Print, in exact form, the lines below from the one containing "filename src/error.rs" through the one containing "type for the renamer.", and omit all others.

——————————

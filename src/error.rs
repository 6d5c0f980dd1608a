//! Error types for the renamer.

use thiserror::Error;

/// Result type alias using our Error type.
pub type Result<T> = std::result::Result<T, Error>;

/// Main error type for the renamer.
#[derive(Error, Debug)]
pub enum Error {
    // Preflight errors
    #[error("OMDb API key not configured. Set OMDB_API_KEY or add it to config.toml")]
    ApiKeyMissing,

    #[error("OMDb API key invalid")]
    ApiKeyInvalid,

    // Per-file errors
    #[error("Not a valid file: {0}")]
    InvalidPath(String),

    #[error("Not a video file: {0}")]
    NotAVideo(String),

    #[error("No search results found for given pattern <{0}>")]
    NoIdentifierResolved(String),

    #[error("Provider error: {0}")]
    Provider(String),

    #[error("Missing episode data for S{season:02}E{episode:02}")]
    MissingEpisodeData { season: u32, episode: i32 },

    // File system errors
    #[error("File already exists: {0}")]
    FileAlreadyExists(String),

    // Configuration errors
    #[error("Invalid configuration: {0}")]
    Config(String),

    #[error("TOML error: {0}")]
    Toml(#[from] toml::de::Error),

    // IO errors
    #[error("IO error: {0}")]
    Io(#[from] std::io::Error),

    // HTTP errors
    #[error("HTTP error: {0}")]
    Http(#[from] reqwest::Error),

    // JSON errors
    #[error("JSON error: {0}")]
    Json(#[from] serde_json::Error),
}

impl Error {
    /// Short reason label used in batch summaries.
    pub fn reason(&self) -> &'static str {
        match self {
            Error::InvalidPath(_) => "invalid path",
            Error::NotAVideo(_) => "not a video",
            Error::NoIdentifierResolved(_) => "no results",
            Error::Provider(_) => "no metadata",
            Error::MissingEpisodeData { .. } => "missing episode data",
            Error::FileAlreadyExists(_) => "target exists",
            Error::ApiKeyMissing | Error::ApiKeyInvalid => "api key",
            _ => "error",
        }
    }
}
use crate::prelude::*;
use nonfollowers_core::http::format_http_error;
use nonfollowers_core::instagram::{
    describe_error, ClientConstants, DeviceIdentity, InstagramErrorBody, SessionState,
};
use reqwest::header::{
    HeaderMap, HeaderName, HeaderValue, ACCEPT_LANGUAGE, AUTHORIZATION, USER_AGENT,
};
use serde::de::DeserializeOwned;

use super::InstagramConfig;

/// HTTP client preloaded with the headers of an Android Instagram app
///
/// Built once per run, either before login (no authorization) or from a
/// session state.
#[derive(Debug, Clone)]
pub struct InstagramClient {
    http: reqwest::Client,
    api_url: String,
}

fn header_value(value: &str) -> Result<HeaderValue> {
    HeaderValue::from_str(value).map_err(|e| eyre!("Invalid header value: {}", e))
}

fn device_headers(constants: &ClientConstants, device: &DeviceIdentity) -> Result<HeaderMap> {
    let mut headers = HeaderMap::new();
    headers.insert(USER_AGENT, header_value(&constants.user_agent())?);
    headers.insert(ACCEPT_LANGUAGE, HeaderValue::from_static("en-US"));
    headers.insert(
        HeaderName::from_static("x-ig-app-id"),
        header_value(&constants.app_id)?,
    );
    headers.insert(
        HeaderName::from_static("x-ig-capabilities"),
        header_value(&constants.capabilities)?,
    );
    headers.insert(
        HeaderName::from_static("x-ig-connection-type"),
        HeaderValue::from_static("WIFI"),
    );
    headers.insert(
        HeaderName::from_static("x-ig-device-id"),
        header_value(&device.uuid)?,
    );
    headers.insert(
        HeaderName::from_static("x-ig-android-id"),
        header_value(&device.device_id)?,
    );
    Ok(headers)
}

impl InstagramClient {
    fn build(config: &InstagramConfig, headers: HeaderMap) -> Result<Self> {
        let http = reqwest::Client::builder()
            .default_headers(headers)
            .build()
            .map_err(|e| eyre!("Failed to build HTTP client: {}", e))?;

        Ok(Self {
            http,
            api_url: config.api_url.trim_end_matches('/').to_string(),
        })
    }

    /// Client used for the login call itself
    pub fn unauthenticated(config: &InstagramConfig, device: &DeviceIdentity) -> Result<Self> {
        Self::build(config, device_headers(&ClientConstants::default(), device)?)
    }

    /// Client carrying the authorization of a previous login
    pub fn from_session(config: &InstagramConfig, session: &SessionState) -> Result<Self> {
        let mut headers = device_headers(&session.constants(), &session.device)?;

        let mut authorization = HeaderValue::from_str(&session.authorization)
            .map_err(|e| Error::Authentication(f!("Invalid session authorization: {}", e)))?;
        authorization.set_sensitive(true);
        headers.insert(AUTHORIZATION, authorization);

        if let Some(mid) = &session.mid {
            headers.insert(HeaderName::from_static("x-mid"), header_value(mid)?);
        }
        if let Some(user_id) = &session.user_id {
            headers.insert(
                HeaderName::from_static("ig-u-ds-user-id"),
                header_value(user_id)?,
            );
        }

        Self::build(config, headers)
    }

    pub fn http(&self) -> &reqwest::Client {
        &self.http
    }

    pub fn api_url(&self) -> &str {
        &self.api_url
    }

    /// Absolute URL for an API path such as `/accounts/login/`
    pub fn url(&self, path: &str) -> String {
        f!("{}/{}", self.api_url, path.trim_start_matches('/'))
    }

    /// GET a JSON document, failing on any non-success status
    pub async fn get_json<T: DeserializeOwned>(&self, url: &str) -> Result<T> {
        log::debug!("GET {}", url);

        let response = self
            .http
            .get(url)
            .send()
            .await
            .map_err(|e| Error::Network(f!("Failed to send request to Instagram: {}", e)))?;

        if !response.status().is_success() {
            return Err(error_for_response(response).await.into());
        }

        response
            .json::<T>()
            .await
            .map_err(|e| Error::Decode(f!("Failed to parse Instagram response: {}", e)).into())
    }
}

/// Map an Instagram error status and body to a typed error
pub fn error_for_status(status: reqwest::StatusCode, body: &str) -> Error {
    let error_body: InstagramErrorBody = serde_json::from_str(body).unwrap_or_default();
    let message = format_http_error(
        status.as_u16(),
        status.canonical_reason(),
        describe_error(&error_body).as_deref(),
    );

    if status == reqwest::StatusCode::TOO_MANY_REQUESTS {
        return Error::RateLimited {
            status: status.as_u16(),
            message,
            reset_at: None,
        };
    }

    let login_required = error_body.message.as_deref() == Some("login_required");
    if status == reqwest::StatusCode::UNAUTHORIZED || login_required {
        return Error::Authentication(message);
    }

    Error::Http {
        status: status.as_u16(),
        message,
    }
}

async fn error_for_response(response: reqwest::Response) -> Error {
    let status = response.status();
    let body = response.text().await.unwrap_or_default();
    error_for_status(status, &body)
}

——————————

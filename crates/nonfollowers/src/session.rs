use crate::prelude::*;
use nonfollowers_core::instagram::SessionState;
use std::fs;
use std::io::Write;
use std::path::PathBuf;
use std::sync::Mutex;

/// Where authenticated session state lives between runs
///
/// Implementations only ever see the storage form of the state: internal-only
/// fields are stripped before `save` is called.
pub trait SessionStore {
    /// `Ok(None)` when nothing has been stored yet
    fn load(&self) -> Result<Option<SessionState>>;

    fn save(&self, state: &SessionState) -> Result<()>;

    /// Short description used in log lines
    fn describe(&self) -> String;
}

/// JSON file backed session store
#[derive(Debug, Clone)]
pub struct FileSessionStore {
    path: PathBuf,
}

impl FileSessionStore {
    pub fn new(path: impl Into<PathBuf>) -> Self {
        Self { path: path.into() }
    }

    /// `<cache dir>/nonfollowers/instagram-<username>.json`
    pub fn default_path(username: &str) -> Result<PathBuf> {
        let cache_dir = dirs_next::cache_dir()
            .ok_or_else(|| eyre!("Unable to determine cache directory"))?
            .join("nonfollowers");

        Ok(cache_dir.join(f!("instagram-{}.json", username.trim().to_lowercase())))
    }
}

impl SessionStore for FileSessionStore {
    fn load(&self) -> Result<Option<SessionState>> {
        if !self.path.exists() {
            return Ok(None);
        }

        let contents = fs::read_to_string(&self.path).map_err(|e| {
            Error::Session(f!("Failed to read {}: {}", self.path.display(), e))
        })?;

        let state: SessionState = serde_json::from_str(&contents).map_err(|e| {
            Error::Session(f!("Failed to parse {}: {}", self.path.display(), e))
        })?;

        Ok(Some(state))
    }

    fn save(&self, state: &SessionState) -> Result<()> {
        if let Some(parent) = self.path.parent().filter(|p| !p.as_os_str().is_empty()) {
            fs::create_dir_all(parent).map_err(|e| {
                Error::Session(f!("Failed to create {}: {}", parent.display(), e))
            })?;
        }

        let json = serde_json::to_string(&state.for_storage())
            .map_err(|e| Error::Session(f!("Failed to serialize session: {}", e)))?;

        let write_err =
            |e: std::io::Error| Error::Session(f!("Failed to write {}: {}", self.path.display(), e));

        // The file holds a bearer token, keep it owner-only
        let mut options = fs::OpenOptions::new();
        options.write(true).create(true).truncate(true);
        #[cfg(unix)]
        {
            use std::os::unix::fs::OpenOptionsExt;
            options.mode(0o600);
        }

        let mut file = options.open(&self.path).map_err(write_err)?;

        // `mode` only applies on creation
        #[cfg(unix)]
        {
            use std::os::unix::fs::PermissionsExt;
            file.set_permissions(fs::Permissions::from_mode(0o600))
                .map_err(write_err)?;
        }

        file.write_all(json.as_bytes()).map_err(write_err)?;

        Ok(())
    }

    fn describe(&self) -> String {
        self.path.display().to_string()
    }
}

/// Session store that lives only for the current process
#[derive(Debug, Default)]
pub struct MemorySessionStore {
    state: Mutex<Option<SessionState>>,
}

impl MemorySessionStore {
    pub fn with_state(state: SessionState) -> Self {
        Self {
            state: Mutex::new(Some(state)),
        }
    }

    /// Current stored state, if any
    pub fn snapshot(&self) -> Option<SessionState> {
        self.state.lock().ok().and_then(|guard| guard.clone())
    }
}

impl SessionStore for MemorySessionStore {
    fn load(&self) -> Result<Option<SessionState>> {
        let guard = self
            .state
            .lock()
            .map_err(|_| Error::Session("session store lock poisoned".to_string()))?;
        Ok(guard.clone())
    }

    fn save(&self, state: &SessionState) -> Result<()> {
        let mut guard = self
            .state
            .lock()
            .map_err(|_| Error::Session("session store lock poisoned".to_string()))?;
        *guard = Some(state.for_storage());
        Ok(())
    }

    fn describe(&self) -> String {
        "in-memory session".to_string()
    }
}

——————————

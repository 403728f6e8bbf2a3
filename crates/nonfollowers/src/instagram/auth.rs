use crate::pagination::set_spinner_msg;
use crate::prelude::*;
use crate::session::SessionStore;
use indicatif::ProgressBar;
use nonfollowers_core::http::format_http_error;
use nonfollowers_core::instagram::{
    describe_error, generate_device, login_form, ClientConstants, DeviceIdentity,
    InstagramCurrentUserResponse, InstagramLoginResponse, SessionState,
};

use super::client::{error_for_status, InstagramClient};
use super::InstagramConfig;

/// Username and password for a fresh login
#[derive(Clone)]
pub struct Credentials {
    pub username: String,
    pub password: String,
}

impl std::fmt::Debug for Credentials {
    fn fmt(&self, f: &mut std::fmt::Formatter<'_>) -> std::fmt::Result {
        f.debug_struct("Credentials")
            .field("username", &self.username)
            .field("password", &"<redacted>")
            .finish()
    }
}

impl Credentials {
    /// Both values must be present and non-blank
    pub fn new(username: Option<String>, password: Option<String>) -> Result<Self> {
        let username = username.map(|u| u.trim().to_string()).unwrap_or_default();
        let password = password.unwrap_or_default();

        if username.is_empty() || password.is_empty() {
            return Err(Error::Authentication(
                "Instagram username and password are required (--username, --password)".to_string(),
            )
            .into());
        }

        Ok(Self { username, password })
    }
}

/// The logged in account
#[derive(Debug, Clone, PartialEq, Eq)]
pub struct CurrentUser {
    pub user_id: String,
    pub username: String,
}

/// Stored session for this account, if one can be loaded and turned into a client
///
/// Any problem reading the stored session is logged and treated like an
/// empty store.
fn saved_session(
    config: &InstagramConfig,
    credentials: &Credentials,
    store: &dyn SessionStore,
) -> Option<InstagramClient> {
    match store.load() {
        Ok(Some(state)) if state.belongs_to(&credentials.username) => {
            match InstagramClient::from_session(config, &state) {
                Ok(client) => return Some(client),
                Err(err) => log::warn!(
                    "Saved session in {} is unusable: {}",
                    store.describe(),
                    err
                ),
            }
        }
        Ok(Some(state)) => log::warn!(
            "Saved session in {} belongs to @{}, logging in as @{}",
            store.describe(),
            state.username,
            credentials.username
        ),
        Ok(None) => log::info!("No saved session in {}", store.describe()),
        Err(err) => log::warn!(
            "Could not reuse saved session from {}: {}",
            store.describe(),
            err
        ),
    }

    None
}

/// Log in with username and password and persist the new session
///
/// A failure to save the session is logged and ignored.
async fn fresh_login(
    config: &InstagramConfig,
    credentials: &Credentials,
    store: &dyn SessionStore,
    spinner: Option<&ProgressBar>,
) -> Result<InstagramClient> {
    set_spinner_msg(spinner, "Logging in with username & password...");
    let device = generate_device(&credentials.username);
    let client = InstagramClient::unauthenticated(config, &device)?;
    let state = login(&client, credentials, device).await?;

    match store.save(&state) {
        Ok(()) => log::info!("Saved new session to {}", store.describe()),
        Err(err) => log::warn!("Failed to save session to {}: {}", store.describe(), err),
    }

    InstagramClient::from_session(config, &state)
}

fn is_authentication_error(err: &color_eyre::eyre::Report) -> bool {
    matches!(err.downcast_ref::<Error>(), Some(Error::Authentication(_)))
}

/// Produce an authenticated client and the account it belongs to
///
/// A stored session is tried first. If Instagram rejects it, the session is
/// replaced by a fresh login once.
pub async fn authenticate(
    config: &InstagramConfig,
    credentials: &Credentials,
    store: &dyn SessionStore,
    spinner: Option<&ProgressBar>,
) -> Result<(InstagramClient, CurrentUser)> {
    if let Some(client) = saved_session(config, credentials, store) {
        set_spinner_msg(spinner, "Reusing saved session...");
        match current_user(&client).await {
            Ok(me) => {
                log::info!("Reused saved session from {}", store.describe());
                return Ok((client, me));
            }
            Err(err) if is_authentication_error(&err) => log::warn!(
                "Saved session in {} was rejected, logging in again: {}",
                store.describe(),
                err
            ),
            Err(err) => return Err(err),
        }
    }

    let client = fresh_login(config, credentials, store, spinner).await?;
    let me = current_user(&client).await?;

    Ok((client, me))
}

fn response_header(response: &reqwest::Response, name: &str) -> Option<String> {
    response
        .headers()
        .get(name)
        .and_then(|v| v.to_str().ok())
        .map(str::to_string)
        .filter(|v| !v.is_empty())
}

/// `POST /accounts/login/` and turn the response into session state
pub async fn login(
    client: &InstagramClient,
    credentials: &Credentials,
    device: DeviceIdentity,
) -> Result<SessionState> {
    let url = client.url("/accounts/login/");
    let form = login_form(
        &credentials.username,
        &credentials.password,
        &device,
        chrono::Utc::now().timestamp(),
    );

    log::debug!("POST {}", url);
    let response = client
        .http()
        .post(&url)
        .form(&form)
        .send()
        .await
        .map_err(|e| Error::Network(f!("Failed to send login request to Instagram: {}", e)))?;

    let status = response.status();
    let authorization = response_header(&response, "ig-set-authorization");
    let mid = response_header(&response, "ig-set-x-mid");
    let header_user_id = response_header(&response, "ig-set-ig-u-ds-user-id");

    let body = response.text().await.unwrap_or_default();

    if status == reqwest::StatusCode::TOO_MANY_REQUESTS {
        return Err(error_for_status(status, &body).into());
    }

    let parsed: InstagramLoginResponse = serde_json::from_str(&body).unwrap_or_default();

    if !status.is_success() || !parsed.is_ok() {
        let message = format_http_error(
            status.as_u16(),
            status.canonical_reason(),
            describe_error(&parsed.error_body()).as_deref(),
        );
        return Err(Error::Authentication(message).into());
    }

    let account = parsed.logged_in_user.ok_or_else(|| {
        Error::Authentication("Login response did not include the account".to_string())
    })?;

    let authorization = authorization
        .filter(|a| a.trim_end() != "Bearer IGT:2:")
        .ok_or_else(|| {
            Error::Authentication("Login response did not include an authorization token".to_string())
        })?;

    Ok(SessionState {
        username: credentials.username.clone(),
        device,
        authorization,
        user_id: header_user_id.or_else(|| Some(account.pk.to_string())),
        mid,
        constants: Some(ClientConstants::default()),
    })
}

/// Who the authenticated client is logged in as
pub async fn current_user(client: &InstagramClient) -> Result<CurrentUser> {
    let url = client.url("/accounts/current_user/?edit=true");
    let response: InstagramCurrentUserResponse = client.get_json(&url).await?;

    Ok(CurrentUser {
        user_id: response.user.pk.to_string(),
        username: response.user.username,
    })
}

——————————

## EXERCISE SOLUTION
filename src/error.rs
repository 6d5c0f980dd1608a
//! Error types for the renamer.

use thiserror::Error;

/// Result type alias using our Error type.
pub type Result<T> = std::result::Result<T, Error>;

/// Main error type for the renamer.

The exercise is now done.